AI coding assistants can help startups develop products, seed VCs believe



By now, there’s hardly a coder in the world who isn’t using an AI copilot in some way. But using GitHub Copilot or Cursor.AI to ask technical questions and get debugging help could be just the beginning. AI coding may one day involve agents that can write the programs themselves based on a natural language prompt. Such programs may even replace human engineers.

AI coding startups that can generate code from a natural language prompt include Replit and Bubble, among many others.

Eventually, some VCs believe, companies will hire fewer human engineers and have each human manage AI coding agents. “It’s not pie in the sky. It’s in the near future, but it’s not today,” VC Corinne Riley, partner at Greylock, said onstage at TechCrunch Disrupt last week.

Coding assistants are already commonly allowed during the coding technical interview for prospective hires at many of Greylock’s portfolio companies, she added.

However, she doesn’t believe that AI agents should ever be used to replace human engineers in really young companies, to save cash. At the seed stage, “what you’re doing is you’re building the foundations of the company, right? And so if you’re making major engineering trade-offs at that stage, it’s probably not the right decision. Those are decisions that you can make in the future,” she said.

Yet, cash management is also the very reason why young startup engineers should be using AI coding assistance as much and as well as they can right now, countered VC Elizabeth Yin, co-founder and general partner of Hustle Fund, onstage.

“One of the major challenges of the early stages, you don’t quite know exactly what problem you’re solving and quite exactly what the ICP [ideal customer profile] is and quite exactly what they need. So you’re going to end up throwing out a lot of work. So the faster you can go, and the faster you can iterate, the better in order to learn quickly,” Yin said. 

She believes early-stage startups should be open to any tool that lets founders quickly hack together sample products to move faster, even if it would all have to be carefully rebuilt more thoughtfully later. “I would actually be a proponent of that if it means you can learn that much faster,” she said.

That’s in contrast to the days before AI, when every pilot would have to be coded by someone who had the skills. Today, an engineer can prompt a model, use some AI debugging, and take a peek. 

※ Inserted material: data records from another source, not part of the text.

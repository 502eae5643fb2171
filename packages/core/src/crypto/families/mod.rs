//! Algorithm families.
//!
//! Каждое семейство реализует [`PublicKey`](crate::crypto::pk_keys::PublicKey)
//! и [`PrivateKey`](crate::crypto::pk_keys::PrivateKey) и переопределяет только
//! те фабрики операций, которые оно поддерживает.

pub mod curve25519;
pub mod ed25519;

#[cfg(feature = "ecc")]
pub mod ec_group;
#[cfg(feature = "ecc")]
pub mod ecdh;
#[cfg(feature = "ecc")]
pub mod ecdsa;

#[cfg(feature = "dl")]
pub mod dl_group;
#[cfg(feature = "dl")]
pub mod dsa;

#[cfg(feature = "rsa")]
pub mod eme_pkcs1;
#[cfg(feature = "rsa")]
pub mod rsa;

#[cfg(feature = "post-quantum")]
pub mod dilithium;
#[cfg(feature = "post-quantum")]
pub mod kyber;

In agreement is VC Renata Quintini, co-founder of early-stage Renegade Partners.

“If it’s about discovering product-market fit or testing out, you should use that leverage, but I wouldn’t worry about optimizing this at the seed stage,” she said onstage.

Interestingly, as startups founded in 2024 launch out of the gate using AI development processes, we could be witnessing the seeds of the first future AI agent workforce. And the first people to get AI agents as co-workers would be coders themselves. It’s a thought that is equal parts ironic and prophetic.